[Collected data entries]
//! Payload definitions
//!
//! Handshake payloads plus the client-originated commands (ops 3, 4 and 8).

use chat_core::{Intents, Snowflake};
use serde::{Deserialize, Serialize};
use std::fmt;

/// Payload for op 10 (Hello)
///
/// Sent by the server immediately after connection.
#[derive(Debug, Clone, Serialize, Deserialize)]
pub struct HelloPayload {
    /// Heartbeat interval in milliseconds
    pub heartbeat_interval: u64,
}

impl HelloPayload {
    /// Create a Hello payload with the given interval
    #[must_use]
    pub fn with_interval(heartbeat_interval: u64) -> Self {
        Self { heartbeat_interval }
    }
}

/// Payload for op 2 (Identify)
#[derive(Clone, Serialize, Deserialize)]
pub struct IdentifyPayload {
    /// Bot token
    pub token: String,

    /// Gateway intents
    pub intents: Intents,

    /// Payload compression (each binary frame is a zlib message)
    #[serde(default)]
    pub compress: bool,

    /// Client connection properties
    pub properties: IdentifyProperties,

    /// Initial presence
    #[serde(skip_serializing_if = "Option::is_none")]
    pub presence: Option<PresenceUpdatePayload>,
}

impl fmt::Debug for IdentifyPayload {
    fn fmt(&self, f: &mut fmt::Formatter<'_>) -> fmt::Result {
        f.debug_struct("IdentifyPayload")
            .field("token", &"<redacted>")
            .field("intents", &self.intents)
            .field("compress", &self.compress)
            .field("properties", &self.properties)
            .finish()
    }
}

/// Client connection properties
#[derive(Debug, Clone, Serialize, Deserialize, PartialEq, Eq)]
pub struct IdentifyProperties {
    /// Operating system
    pub os: String,

    /// Library name
    pub browser: String,

    /// Library name, again
    pub device: String,
}

impl IdentifyProperties {
    /// Properties describing this library on the current platform
    #[must_use]
    pub fn library(name: impl Into<String>) -> Self {
        let name = name.into();
        Self {
            os: std::env::consts::OS.to_string(),
            browser: name.clone(),
            device: name,
        }
    }
}

impl Default for IdentifyProperties {
    fn default() -> Self {
        Self::library(env!("CARGO_PKG_NAME"))
    }
}

/// Payload for op 6 (Resume)
#[derive(Clone, Serialize, Deserialize)]
pub struct ResumePayload {
    /// Bot token
    pub token: String,

    /// Session ID to resume
    pub session_id: String,

    /// Last received sequence number
    pub seq: Option<u64>,
}

impl fmt::Debug for ResumePayload {
    fn fmt(&self, f: &mut fmt::Formatter<'_>) -> fmt::Result {
        f.debug_struct("ResumePayload")
            .field("token", &"<redacted>")
            .field("session_id", &self.session_id)
            .field("seq", &self.seq)
            .finish()
    }
}

/// Payload of the READY dispatch (fields the session needs)
#[derive(Debug, Clone, Serialize, Deserialize)]
pub struct ReadyPayload {
    /// Gateway version
    #[serde(default)]
    pub v: Option<u8>,

    /// Session ID used for Resume
    pub session_id: String,

    /// URL to use when resuming this session
    #[serde(default, skip_serializing_if = "Option::is_none")]
    pub resume_gateway_url: Option<String>,
}

/// Payload for op 3 (Presence Update)
#[derive(Debug, Clone, Serialize, Deserialize, PartialEq)]
pub struct PresenceUpdatePayload {
    /// Unix time in milliseconds the client went idle
    pub since: Option<u64>,

    /// Activities, passed through as-is
    #[serde(default)]
    pub activities: Vec<serde_json::Value>,

    /// New status (online, idle, dnd, invisible, offline)
    pub status: String,

    /// Whether the client is AFK
    #[serde(default)]
    pub afk: bool,
}

impl PresenceUpdatePayload {
    /// Valid status values
    pub const VALID_STATUSES: &'static [&'static str] = &["online", "idle", "dnd", "invisible", "offline"];

    /// A presence with just a status
    #[must_use]
    pub fn status(status: impl Into<String>) -> Self {
        Self {
            since: None,
            activities: Vec::new(),
            status: status.into(),
            afk: false,
        }
    }

    /// Check if the status is valid
    #[must_use]
    pub fn is_valid_status(&self) -> bool {
        Self::VALID_STATUSES.contains(&self.status.as_str())
    }
}

/// Payload for op 4 (Voice State Update)
#[derive(Debug, Clone, Serialize, Deserialize, PartialEq, Eq)]
pub struct VoiceStateUpdatePayload {
    pub guild_id: Snowflake,

    /// Channel to join, or `None` to disconnect
    pub channel_id: Option<Snowflake>,

    pub self_mute: bool,

    pub self_deaf: bool,
}

/// Payload for op 8 (Request Guild Members)
#[derive(Debug, Clone, Serialize, Deserialize, PartialEq, Eq)]
pub struct RequestGuildMembersPayload {
    pub guild_id: Snowflake,

    /// Username prefix; empty string with limit 0 requests everyone
    #[serde(skip_serializing_if = "Option::is_none")]
    pub query: Option<String>,

    pub limit: u32,

    #[serde(skip_serializing_if = "Option::is_none")]
    pub presences: Option<bool>,

    #[serde(skip_serializing_if = "Option::is_none")]
    pub user_ids: Option<Vec<Snowflake>>,

    /// Echoed back in the GUILD_MEMBERS_CHUNK events
    #[serde(skip_serializing_if = "Option::is_none")]
    pub nonce: Option<String>,
}

impl RequestGuildMembersPayload {
    /// Request every member of a guild
    #[must_use]
    pub fn all(guild_id: Snowflake) -> Self {
        Self {
            guild_id,
            query: Some(String::new()),
            limit: 0,
            presences: None,
            user_ids: None,
            nonce: None,
        }
    }

    /// Check the query/user_ids exclusivity the server enforces
    #[must_use]
    pub fn is_valid(&self) -> bool {
        self.query.is_some() != self.user_ids.is_some()
    }
}
//! Value objects - immutable types shared by every layer

mod intents;
mod snowflake;

pub use intents::{Intents, IntentsParseError};
pub use snowflake::{Snowflake, SnowflakeParseError};
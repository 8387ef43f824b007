//! Dispatch queue
//!
//! Delivers events to the router in receive order. With the deferring policy,
//! events that arrive while REST requests are in flight are parked and a
//! periodic drain step delivers them once the client is idle again.

use super::{DispatchEvent, EventRouter};
use chat_core::InFlight;
use parking_lot::Mutex;
use std::collections::VecDeque;
use std::sync::Arc;
use std::time::Duration;
use tokio::sync::mpsc;
use tokio::task::JoinHandle;
use tokio_util::sync::CancellationToken;

/// Delivery policy
#[derive(Debug, Clone, Copy, PartialEq, Eq, Default)]
pub enum DispatchPolicy {
    /// Deliver as soon as an event arrives
    #[default]
    Immediate,
    /// Park events while any REST request is in flight
    DeferWhileRestInFlight,
}

/// Ordered event delivery with optional deferral
pub struct DispatchQueue {
    policy: DispatchPolicy,
    in_flight: InFlight,
    pending: Mutex<VecDeque<DispatchEvent>>,
    /// Held while delivering so inline delivery never overtakes the drain
    delivery: tokio::sync::Mutex<()>,
    router: Arc<EventRouter>,
}

impl DispatchQueue {
    pub fn new(policy: DispatchPolicy, in_flight: InFlight, router: Arc<EventRouter>) -> Self {
        Self {
            policy,
            in_flight,
            pending: Mutex::new(VecDeque::new()),
            delivery: tokio::sync::Mutex::new(()),
            router,
        }
    }

    pub fn policy(&self) -> DispatchPolicy {
        self.policy
    }

    pub fn router(&self) -> &Arc<EventRouter> {
        &self.router
    }

    /// Events waiting for delivery
    pub fn len(&self) -> usize {
        self.pending.lock().len()
    }

    pub fn is_empty(&self) -> bool {
        self.pending.lock().is_empty()
    }

    fn should_defer(&self) -> bool {
        match self.policy {
            DispatchPolicy::Immediate => false,
            DispatchPolicy::DeferWhileRestInFlight => {
                !self.in_flight.is_idle() || !self.pending.lock().is_empty()
            }
        }
    }

    /// Accept one event from the gateway
    pub async fn push(&self, event: DispatchEvent) {
        if self.should_defer() {
            let depth = {
                let mut pending = self.pending.lock();
                pending.push_back(event);
                pending.len()
            };
            tracing::trace!(depth, in_flight = self.in_flight.count(), "Deferred dispatch event");
            return;
        }

        let _delivery = self.delivery.lock().await;
        // Events parked while we waited for the lock go first
        {
            let mut pending = self.pending.lock();
            if !pending.is_empty() {
                pending.push_back(event);
                return;
            }
        }
        self.router.route(&event).await;
    }

    /// Deliver parked events while no REST request is in flight
    ///
    /// Returns the number of events delivered.
    pub async fn drain_once(&self) -> usize {
        let _delivery = self.delivery.lock().await;
        let mut delivered = 0;
        while self.in_flight.is_idle() {
            let Some(event) = self.pending.lock().pop_front() else {
                break;
            };
            self.router.route(&event).await;
            delivered += 1;
        }
        if delivered > 0 {
            tracing::trace!(delivered, remaining = self.len(), "Drained dispatch queue");
        }
        delivered
    }

    /// Run the drain step every `interval` until cancelled
    pub fn spawn_drain(self: &Arc<Self>, interval: Duration, cancel: CancellationToken) -> JoinHandle<()> {
        let queue = Arc::clone(self);
        tokio::spawn(async move {
            let mut ticker = tokio::time::interval(interval);
            ticker.set_missed_tick_behavior(tokio::time::MissedTickBehavior::Delay);
            loop {
                tokio::select! {
                    biased;
                    () = cancel.cancelled() => break,
                    _ = ticker.tick() => {}
                }
                if !queue.is_empty() {
                    queue.drain_once().await;
                }
            }
        })
    }

    /// Pump events from the gateway into the queue until the channel closes
    pub fn spawn_pump(
        self: &Arc<Self>,
        mut rx: mpsc::UnboundedReceiver<DispatchEvent>,
        cancel: CancellationToken,
    ) -> JoinHandle<()> {
        let queue = Arc::clone(self);
        tokio::spawn(async move {
            loop {
                let event = tokio::select! {
                    biased;
                    () = cancel.cancelled() => break,
                    event = rx.recv() => match event {
                        Some(event) => event,
                        None => break,
                    },
                };
                queue.push(event).await;
            }
            tracing::debug!(pending = queue.len(), "Dispatch pump stopped");
        })
    }
}

impl std::fmt::Debug for DispatchQueue {
    fn fmt(&self, f: &mut std::fmt::Formatter<'_>) -> std::fmt::Result {
        f.debug_struct("DispatchQueue")
            .field("policy", &self.policy)
            .field("pending", &self.len())
            .field("in_flight", &self.in_flight.count())
            .finish()
    }
}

* [What you need to do]:
Return only the count of lines in the records that hold the word "await".

* [Output below]:
6